The disproportionate effect of Covid-19 on women must be addressed

But auditing such efforts will be difficult, while unintended consequences are always a risk, warns Athene Donald

June 25, 2020

Wherever one looks, one sees evidence for differences in life outcomes for men and women, and for the white population compared with BAME counterparts.

Look at the recent data on salaries of recent graduates by gender. Or consider the gender pay gap in just about every organisation (UK Research and Innovation, for instance, has just announced a slight increase in its own gender pay gap). And for white and BAME people there are starkly different death rates in the current pandemic. Our society appears still to exhibit significant advantages to the white male, despite attempts over the years to move towards equity. More radical and wide-ranging societal action is still needed if these differences are to be eradicated. Change is desperately slow.  

The pandemic should offer us an opportunity for reflection and a moment to introduce radical change as our lives necessarily change. One area of academia where the differences are manifest under the current conditions – as many anecdotes show – is in the impact on carers’ productivity. And, of course, “carers” frequently, but certainly not exclusively, means women. Editors (see this Nature editorial) have been remarking for some weeks that submissions from female authors have decreased and additional anecdote is building up on blogs and social media from around the world.

Digital Science’s gathering of data confirms this sad fact. Over the past five years, the proportion of submissions from women has been creeping up, from just below one-third of total submissions, to just over. However, in May of this year, not only has the total number of submissions plummeted, but so has the proportion from women: it’s now down to little over one-quarter. We can expect this submission gap to be sustained, if not get worse, as the consequences of global lockdown persist in the months, possibly the years, ahead.

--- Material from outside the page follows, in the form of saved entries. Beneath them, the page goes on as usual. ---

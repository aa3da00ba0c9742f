//! Statistics of a variable within a point or polygon

use crate::cube::Dataset;
use crate::geojson::Geometry;
use crate::mldataset::MultiLevelDataset;
use crate::server::api::{ApiError, ApiResult};
use crate::server::context::DatasetsContext;
use log::debug;
use ndarray::Ix2;
use serde_json::{json, Value};
use std::collections::HashMap;
use std::time::Instant;

/// Number of histogram bins
pub const HISTOGRAM_BINS: usize = 100;

fn empty_result() -> Value {
    json!({"count": 0})
}

/// Compute statistics of `var_name` in dataset `ds_id` for a GeoJSON
/// geometry at the time given by the `time` parameter.
pub async fn compute_statistics(
    ctx: &DatasetsContext,
    ds_id: &str,
    var_name: &str,
    geo_json: &Value,
    params: &HashMap<String, String>,
) -> ApiResult<Value> {
    let time = params
        .get("time")
        .ok_or_else(|| ApiError::bad_request("Missing query parameter \"time\""))?;
    let started = Instant::now();
    let ml_dataset = ctx.get_ml_dataset(ds_id).await?;
    let result = compute_dataset_statistics(ml_dataset.as_ref(), var_name, geo_json, time).await;
    debug!(
        "computing statistics of {ds_id}/{var_name} took {:.3}s",
        started.elapsed().as_secs_f64()
    );
    result
}

/// Statistics of a variable of a multi-level dataset at level 0
pub async fn compute_dataset_statistics(
    ml_dataset: &dyn MultiLevelDataset,
    var_name: &str,
    geo_json: &Value,
    time: &str,
) -> ApiResult<Value> {
    let geometry = Geometry::from_value(geo_json)
        .map_err(|_| ApiError::bad_request("Invalid GeoJSON geometry encountered"))?;
    let dataset = ml_dataset.get_dataset(0).await?;
    if !dataset.data_vars.contains_key(var_name) {
        return Err(ApiError::not_found(format!(
            "Variable \"{var_name}\" not found in dataset \"{}\"",
            ml_dataset.ds_id()
        )));
    }
    let time_index = dataset.sel_time(time)?;
    let dataset = dataset.index_select("time", time_index)?;
    let (x_name, y_name) = &ml_dataset.grid_mapping().xy_dim_names;
    let (x0, y0, x1, y1) = ml_dataset.grid_mapping().xy_bbox;

    match &geometry {
        Geometry::Point((x, y)) => {
            if *x < x0 || *x > x1 || *y < y0 || *y > y1 {
                return Ok(empty_result());
            }
            let i = dataset.sel_nearest(x_name, *x)?;
            let j = dataset.sel_nearest(y_name, *y)?;
            let values = variable_2d(&dataset, var_name, x_name, y_name)?;
            let value = values[[j, i]];
            // a fill value is not a sample, as in the polygon case
            if value.is_nan() {
                return Ok(empty_result());
            }
            Ok(json!({
                "count": 1,
                "minimum": value,
                "maximum": value,
                "mean": value,
                "deviation": 0.0,
            }))
        }
        Geometry::Polygon(_) | Geometry::MultiPolygon(_) => {
            let Some((gx0, gy0, gx1, gy1)) = geometry.bounds() else {
                return Ok(empty_result());
            };
            if gx1 < x0 || gx0 > x1 || gy1 < y0 || gy0 > y1 {
                return Ok(empty_result());
            }
            let x_coords = dataset.coord_values(x_name)?;
            let y_coords = dataset.coord_values(y_name)?;
            let i_range = dataset.sel_range(x_name, Some(gx0), Some(gx1))?;
            let j_range = dataset.sel_range(y_name, Some(gy0), Some(gy1))?;
            let values = variable_2d(&dataset, var_name, x_name, y_name)?;
            let mut masked = Vec::new();
            for j in j_range {
                for i in i_range.clone() {
                    let value = values[[j, i]];
                    if !value.is_nan() && geometry.contains(x_coords[i], y_coords[j]) {
                        masked.push(value);
                    }
                }
            }
            Ok(summarize(&masked))
        }
        _ => Err(ApiError::bad_request(
            "Only Point, Polygon and MultiPolygon geometries are supported",
        )),
    }
}

/// The `(y, x)` array of a variable with all other dimensions selected away
fn variable_2d(
    dataset: &Dataset,
    var_name: &str,
    x_name: &str,
    y_name: &str,
) -> ApiResult<ndarray::Array2<f64>> {
    let var = dataset
        .data_vars
        .get(var_name)
        .ok_or_else(|| ApiError::not_found(format!("Variable \"{var_name}\" not found")))?;
    if var.dims != [y_name, x_name] {
        return Err(ApiError::bad_request(format!(
            "Variable \"{var_name}\" has dimensions {:?}, expected [{y_name:?}, {x_name:?}]",
            var.dims
        )));
    }
    var.data
        .clone()
        .into_dimensionality::<Ix2>()
        .map_err(|e| ApiError::internal_server_error(e.to_string()))
}

fn summarize(values: &[f64]) -> Value {
    if values.is_empty() {
        return empty_result();
    }
    let count = values.len();
    let minimum = values.iter().copied().fold(f64::INFINITY, f64::min);
    let maximum = values.iter().copied().fold(f64::NEG_INFINITY, f64::max);
    let mean = values.iter().sum::<f64>() / count as f64;
    let variance = values.iter().map(|v| (v - mean).powi(2)).sum::<f64>() / count as f64;
    let (hist_values, edges) = histogram(values, HISTOGRAM_BINS, (minimum, maximum));
    json!({
        "count": count,
        "minimum": minimum,
        "maximum": maximum,
        "mean": mean,
        "deviation": variance.sqrt(),
        "histogram": {
            "values": hist_values,
            "edges": edges,
        },
    })
}

/// Density histogram with `bins` equal bins over `range`.
///
/// The last bin includes its right edge. An empty range is widened
/// by 0.5 on both sides. Returns bin densities and `bins + 1` edges.
pub fn histogram(values: &[f64], bins: usize, range: (f64, f64)) -> (Vec<f64>, Vec<f64>) {
    let (mut lo, mut hi) = range;
    if lo == hi {
        lo -= 0.5;
        hi += 0.5;
    }
    let width = (hi - lo) / bins as f64;
    let edges: Vec<f64> = (0..=bins).map(|k| lo + k as f64 * width).collect();
    let mut counts = vec![0usize; bins];
    let mut total = 0usize;
    for &v in values {
        if v.is_nan() || v < lo || v > hi {
            continue;
        }
        let bin = (((v - lo) / width) as usize).min(bins - 1);
        counts[bin] += 1;
        total += 1;
    }
    let densities = counts
        .iter()
        .map(|&c| {
            if total == 0 {
                0.0
            } else {
                c as f64 / (total as f64 * width)
            }
        })
        .collect();
    (densities, edges)
}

Time lost now to productivity won’t readily be recovered.

Does this matter? Of course it does. We all know that, at every stage of a career, publications are weighed in the balance for appointments, promotions and, even if a little more indirectly, for funding, too. How will any of the panels judging and comparing individuals factor in the pandemic experiences – good or bad for productivity – in their decision-making? After all, for those folk who just happen to have been carefree – literally with no caring responsibilities – during these extraordinary weeks, productivity may have soared (assuming their mental states have permitted). Attempting to introduce gender-neutral policies as we go forward needs careful thought. However, we need to be careful to avoid any unintended consequences.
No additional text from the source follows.